Bates Method International

Will using computers harm the eyes?

Computers can be a strong stimulus to practice strain, but it's not inevitable. The key to choice in avoiding the strain is to understand that it is not the computer that does anything to you, but it is in what you do to yourself in response to working on the computer.

The first issue is understanding the nature of the visual process when looking at a screen. The screen itself contains information that is occupying the mind, and it becomes possible to be so occupied that the vision is forgotten. The eyes become used and over-used, merely as transmitters of information, glued to a screen and presenting the mind with words and graphics for it to interpret. The pure process of simply seeing for the joy of it is largely forgotten, and with the fixed distance of the screen the eyes are left with precious little of what they expect: colour, movement, variety and depth - so it's no wonder they start feeling pretty neglected.

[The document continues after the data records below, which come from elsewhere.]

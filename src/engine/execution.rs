use crate::config::{BacktestConfig, CostModel, Direction, SizingRule};
use crate::data::Bar;
use crate::portfolio::{Exposure, PortfolioLedger};
use crate::signal::Signal;
use chrono::{DateTime, Utc};
use serde::{Deserialize, Serialize};
use tracing::{debug, info, warn};

//order side (buy or sell)
#[derive(Debug, Clone, Copy, PartialEq, Eq, Serialize, Deserialize)]
pub enum OrderSide {
    Buy,
    Sell,
}

impl OrderSide {
    //converts to quantity sign (Buy = +1, Sell = -1)
    pub fn to_qty_sign(&self) -> i64 {
        match self {
            OrderSide::Buy => 1,
            OrderSide::Sell => -1,
        }
    }
}

//signed quantity, quantities never exceed MAX_UNITS once sized
fn signed(quantity: u64, side: OrderSide) -> i64 {
    i64::try_from(quantity).unwrap_or(i64::MAX) * side.to_qty_sign()
}

//order type
#[derive(Debug, Clone, Copy, PartialEq, Eq, Serialize, Deserialize)]
pub enum OrderType {
    //fills at the open of the first bar after the one that created it
    MarketOnNextOpen,
}

//protective rule that closed a position
#[derive(Debug, Clone, Copy, PartialEq, Eq, Serialize, Deserialize)]
pub enum ExitTrigger {
    StopLoss,
    TakeProfit,
    TrailingStop,
}

//why an order did not fill
#[derive(Debug, Clone, Copy, PartialEq, Serialize, Deserialize)]
pub enum RejectReason {
    //the fill would drive cash negative while margin is disallowed
    InsufficientFunds { required: f64, available: f64 },
    //sizing produced no units, or more than a signed position can hold
    DegenerateQuantity,
}

#[derive(Debug, Clone, Copy, PartialEq, Serialize, Deserialize)]
pub enum OrderStatus {
    Pending,
    Filled,
    Rejected(RejectReason),
    //superseded by a newer decision before it could fill
    Cancelled,
}

//represents a trading order
#[derive(Debug, Clone, PartialEq, Serialize, Deserialize)]
pub struct Order {
    pub id: u64,
    pub side: OrderSide,
    pub quantity: u64,
    pub order_type: OrderType,
    pub originating_bar_index: usize,
    pub status: OrderStatus,
    //set when a protective exit created the order rather than a signal
    #[serde(default)]
    pub exit: Option<ExitTrigger>,
}

impl Order {
    //creates a new market order
    pub fn market(id: u64, side: OrderSide, quantity: u64, originating_bar_index: usize) -> Self {
        Order {
            id,
            side,
            quantity,
            order_type: OrderType::MarketOnNextOpen,
            originating_bar_index,
            status: OrderStatus::Pending,
            exit: None,
        }
    }

    //returns the signed quantity (positive for buy, negative for sell)
    pub fn signed_qty(&self) -> i64 {
        signed(self.quantity, self.side)
    }

    pub fn is_rejected(&self) -> bool {
        matches!(self.status, OrderStatus::Rejected(_))
    }
}

//represents a filled order
#[derive(Debug, Clone, PartialEq, Serialize, Deserialize)]
pub struct Fill {
    pub id: u64,
    pub order_id: u64,
    pub bar_index: usize,
    pub timestamp: DateTime<Utc>,
    pub side: OrderSide,
    //quoted open of the fill bar, slippage is charged separately
    pub fill_price: f64,
    pub fill_quantity: u64,
    pub commission: f64,
    pub slippage_cost: f64,
}

impl Fill {
    //returns the signed quantity (positive for buy, negative for sell)
    pub fn signed_qty(&self) -> i64 {
        signed(self.fill_quantity, self.side)
    }

    //returns the notional value of the fill
    pub fn notional_value(&self) -> f64 {
        self.fill_price * self.fill_quantity as f64
    }

    //commission plus slippage
    pub fn total_costs(&self) -> f64 {
        self.commission + self.slippage_cost
    }

    //price per unit after slippage, worse than the quote in the trade's direction
    pub fn effective_price(&self) -> f64 {
        if self.fill_quantity == 0 {
            return self.fill_price;
        }
        let per_unit = self.slippage_cost / self.fill_quantity as f64;
        self.fill_price + per_unit * self.side.to_qty_sign() as f64
    }

    //net cash change caused by this fill
    pub fn cash_delta(&self) -> f64 {
        -(self.side.to_qty_sign() as f64) * self.notional_value() - self.total_costs()
    }
}

//outcome of resolving the pending order on a bar
#[derive(Debug, Clone, PartialEq)]
pub enum ExecutionEvent {
    Filled(Fill),
    Rejected(Order),
}

//stop loss, take profit and trailing stop levels as fractions of price
#[derive(Debug, Clone, Copy, PartialEq, Default)]
struct ProtectiveExits {
    stop_loss: Option<f64>,
    take_profit: Option<f64>,
    trailing_stop: Option<f64>,
}

impl ProtectiveExits {
    fn is_empty(&self) -> bool {
        self.stop_loss.is_none() && self.take_profit.is_none() && self.trailing_stop.is_none()
    }

    //first rule hit at `close`, with gains and losses measured in the position's favour
    //`best` is the most favourable close since entry
    fn triggered(&self, exposure: Exposure, entry: f64, best: f64, close: f64) -> Option<ExitTrigger> {
        let sign = match exposure {
            Exposure::Long => 1.0,
            Exposure::Short => -1.0,
            Exposure::Flat => return None,
        };
        let gain = sign * (close - entry) / entry;
        let giveback = sign * (best - close) / best;

        if matches!(self.stop_loss, Some(level) if -gain >= level) {
            return Some(ExitTrigger::StopLoss);
        }
        if matches!(self.take_profit, Some(level) if gain >= level) {
            return Some(ExitTrigger::TakeProfit);
        }
        if matches!(self.trailing_stop, Some(level) if giveback >= level) {
            return Some(ExitTrigger::TrailingStop);
        }
        None
    }
}

//turns signal transitions into orders and fills them one bar later
pub struct ExecutionSimulator {
    sizing_rule: SizingRule,
    commission_model: CostModel,
    slippage_model: CostModel,
    direction: Direction,
    allow_margin: bool,
    exits: ProtectiveExits,
    next_order_id: u64,
    next_fill_id: u64,
    //exposure the simulator is holding or working towards
    target: Exposure,
    //most favourable close seen since the current position opened
    best_close: Option<(Exposure, f64)>,
    //at most one order waits for the next bar
    pending: Option<Order>,
    //every resolved order in creation order
    order_log: Vec<Order>,
}

impl ExecutionSimulator {
    pub fn new(config: &BacktestConfig) -> Self {
        ExecutionSimulator {
            sizing_rule: config.sizing_rule,
            commission_model: config.commission_model,
            slippage_model: config.slippage_model,
            direction: config.direction,
            allow_margin: config.allow_margin,
            exits: ProtectiveExits {
                stop_loss: config.stop_loss_pct,
                take_profit: config.take_profit_pct,
                trailing_stop: config.trailing_stop_pct,
            },
            next_order_id: 1,
            next_fill_id: 1,
            target: Exposure::Flat,
            best_close: None,
            pending: None,
            order_log: Vec::new(),
        }
    }

    //maps a signal to the exposure it asks for, none keeps the current one
    fn desired_exposure(&self, signal: Signal) -> Option<Exposure> {
        match signal {
            Signal::Long => Some(Exposure::Long),
            Signal::Short => match self.direction {
                Direction::LongOnly => Some(Exposure::Flat),
                Direction::LongShort => Some(Exposure::Short),
            },
            Signal::Flat => None,
        }
    }

    //signed change needed to move from `current_qty` to the desired exposure
    //none when the sizes involved do not fit a signed position
    fn order_delta(&self, desired: Exposure, current_qty: i64, open_units: Option<u64>) -> Option<i64> {
        let desired_qty = match desired {
            Exposure::Flat => 0,
            Exposure::Long => i64::try_from(open_units?).ok()?,
            Exposure::Short => -i64::try_from(open_units?).ok()?,
        };
        let delta = desired_qty.checked_sub(current_qty)?;
        //i64::MIN has no positive counterpart
        (delta != i64::MIN).then_some(delta)
    }

    fn next_order(&mut self, side: OrderSide, quantity: u64, bar_index: usize) -> Order {
        let order = Order::market(self.next_order_id, side, quantity, bar_index);
        self.next_order_id += 1;
        order
    }

    //parks an order for the next bar, cancelling whatever still waits
    fn park(&mut self, order: Order, target: Exposure) {
        if let Some(mut stale) = self.pending.take() {
            warn!(order_id = stale.id, "cancelling unfilled pending order");
            stale.status = OrderStatus::Cancelled;
            self.order_log.push(stale);
        }

        debug!(
            order_id = order.id,
            bar_index = order.originating_bar_index,
            side = ?order.side,
            quantity = order.quantity,
            exit = ?order.exit,
            "order queued for next bar"
        );
        self.target = target;
        self.pending = Some(order);
    }

    //reacts to the signal decided at the close of `bar_index`
    //sizing uses the ledger valued at `reference_price` (that bar's close)
    //returns the order created, which is pending or already rejected
    pub fn on_signal(
        &mut self,
        signal: Signal,
        bar_index: usize,
        reference_price: f64,
        ledger: &PortfolioLedger,
    ) -> Option<Order> {
        let desired = self.desired_exposure(signal)?;
        if desired == self.target {
            return None;
        }

        let current_qty = ledger.position().quantity;
        let open_units = match desired {
            Exposure::Flat => Some(0),
            Exposure::Long | Exposure::Short => self
                .sizing_rule
                .units(ledger.equity_at(reference_price), reference_price),
        };
        let delta = self.order_delta(desired, current_qty, open_units).unwrap_or(0);

        let side = if delta >= 0 {
            OrderSide::Buy
        } else {
            OrderSide::Sell
        };
        let mut order = self.next_order(side, delta.unsigned_abs(), bar_index);

        if order.quantity == 0 {
            order.status = OrderStatus::Rejected(RejectReason::DegenerateQuantity);
            warn!(
                order_id = order.id,
                bar_index,
                ?desired,
                ?open_units,
                "rejecting order with no representable quantity"
            );
            self.order_log.push(order.clone());
            return Some(order);
        }

        self.park(order.clone(), desired);
        Some(order)
    }

    //evaluates the protective exits against the close of `bar.close`
    //the best close only ever includes closes up to and including this bar
    //returns the exit order parked for the next bar, if a rule fired
    pub fn check_exits(
        &mut self,
        bar: &Bar,
        bar_index: usize,
        ledger: &PortfolioLedger,
    ) -> Option<Order> {
        let position = ledger.position();
        let exposure = position.exposure();
        if exposure == Exposure::Flat {
            self.best_close = None;
            return None;
        }

        let entry = position.average_cost;
        let previous = match self.best_close {
            Some((side, best)) if side == exposure => best,
            _ => entry,
        };
        let best = match exposure {
            Exposure::Long => previous.max(bar.close),
            _ => previous.min(bar.close),
        };
        self.best_close = Some((exposure, best));

        //a decision already waiting for the next bar takes precedence
        if self.exits.is_empty() || self.pending.is_some() || entry <= 0.0 {
            return None;
        }

        let trigger = self.exits.triggered(exposure, entry, best, bar.close)?;
        let quantity = position.quantity.unsigned_abs();
        let side = if position.quantity > 0 {
            OrderSide::Sell
        } else {
            OrderSide::Buy
        };

        let mut order = self.next_order(side, quantity, bar_index);
        order.exit = Some(trigger);
        info!(
            order_id = order.id,
            bar_index,
            ?trigger,
            entry,
            best,
            close = bar.close,
            "protective exit triggered"
        );
        self.park(order.clone(), Exposure::Flat);
        Some(order)
    }

    //fills the pending order at this bar's open, or rejects it
    //orders never fill on the bar that created them
    pub fn fill_pending(
        &mut self,
        bar: &Bar,
        bar_index: usize,
        ledger: &PortfolioLedger,
    ) -> Option<ExecutionEvent> {
        match &self.pending {
            Some(order) if bar_index > order.originating_bar_index => {}
            _ => return None,
        }
        let mut order = self.pending.take()?;

        let price = bar.open;
        let commission = self.commission_model.commission(price, order.quantity);
        let slippage_cost = self.slippage_model.slippage(price, order.quantity);
        let notional = price * order.quantity as f64;
        //cash leaving the account, negative when a sale brings cash in
        let outlay = order.side.to_qty_sign() as f64 * notional + commission + slippage_cost;

        if !self.allow_margin && !ledger.can_afford(outlay) {
            order.status = OrderStatus::Rejected(RejectReason::InsufficientFunds {
                required: outlay,
                available: ledger.cash(),
            });
            warn!(
                order_id = order.id,
                bar_index,
                required = outlay,
                available = ledger.cash(),
                "rejecting order for insufficient funds"
            );
            self.target = ledger.position().exposure();
            self.order_log.push(order.clone());
            return Some(ExecutionEvent::Rejected(order));
        }

        let fill = Fill {
            id: self.next_fill_id,
            order_id: order.id,
            bar_index,
            timestamp: bar.timestamp,
            side: order.side,
            fill_price: price,
            fill_quantity: order.quantity,
            commission,
            slippage_cost,
        };
        self.next_fill_id += 1;

        debug!(
            order_id = order.id,
            fill_id = fill.id,
            bar_index,
            price,
            quantity = fill.fill_quantity,
            "order filled"
        );

        let resulting = ledger.position().quantity.saturating_add(order.signed_qty());
        self.target = Exposure::from_quantity(resulting);
        order.status = OrderStatus::Filled;
        self.order_log.push(order);
        Some(ExecutionEvent::Filled(fill))
    }

    pub fn pending_order(&self) -> Option<&Order> {
        self.pending.as_ref()
    }

    pub fn target(&self) -> Exposure {
        self.target
    }

    //returns all resolved orders followed by the unfilled pending one, if any
    pub fn into_orders(mut self) -> Vec<Order> {
        if let Some(order) = self.pending.take() {
            self.order_log.push(order);
        }
        self.order_log
    }

    //resolved orders so far
    pub fn orders(&self) -> &[Order] {
        &self.order_log
    }
}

Establish habits where you take frequent breaks: looking around the room only momentarily can produce instant relief. Make your work environment beautiful to look at: plants, bright colours, pictures. Even toys and objects of curiosity dotted around the desk can provide a much needed alternative focus for the eyes to play with. Try to situate your desk so you can easily look out of a window.

If you can touch type, practise it so you can happily type with your eyes closed, or looking elsewhere. If you can't touch type, it is a skill well worth learning.

By learning to keep the eyes relaxed while working, many problems can be avoided.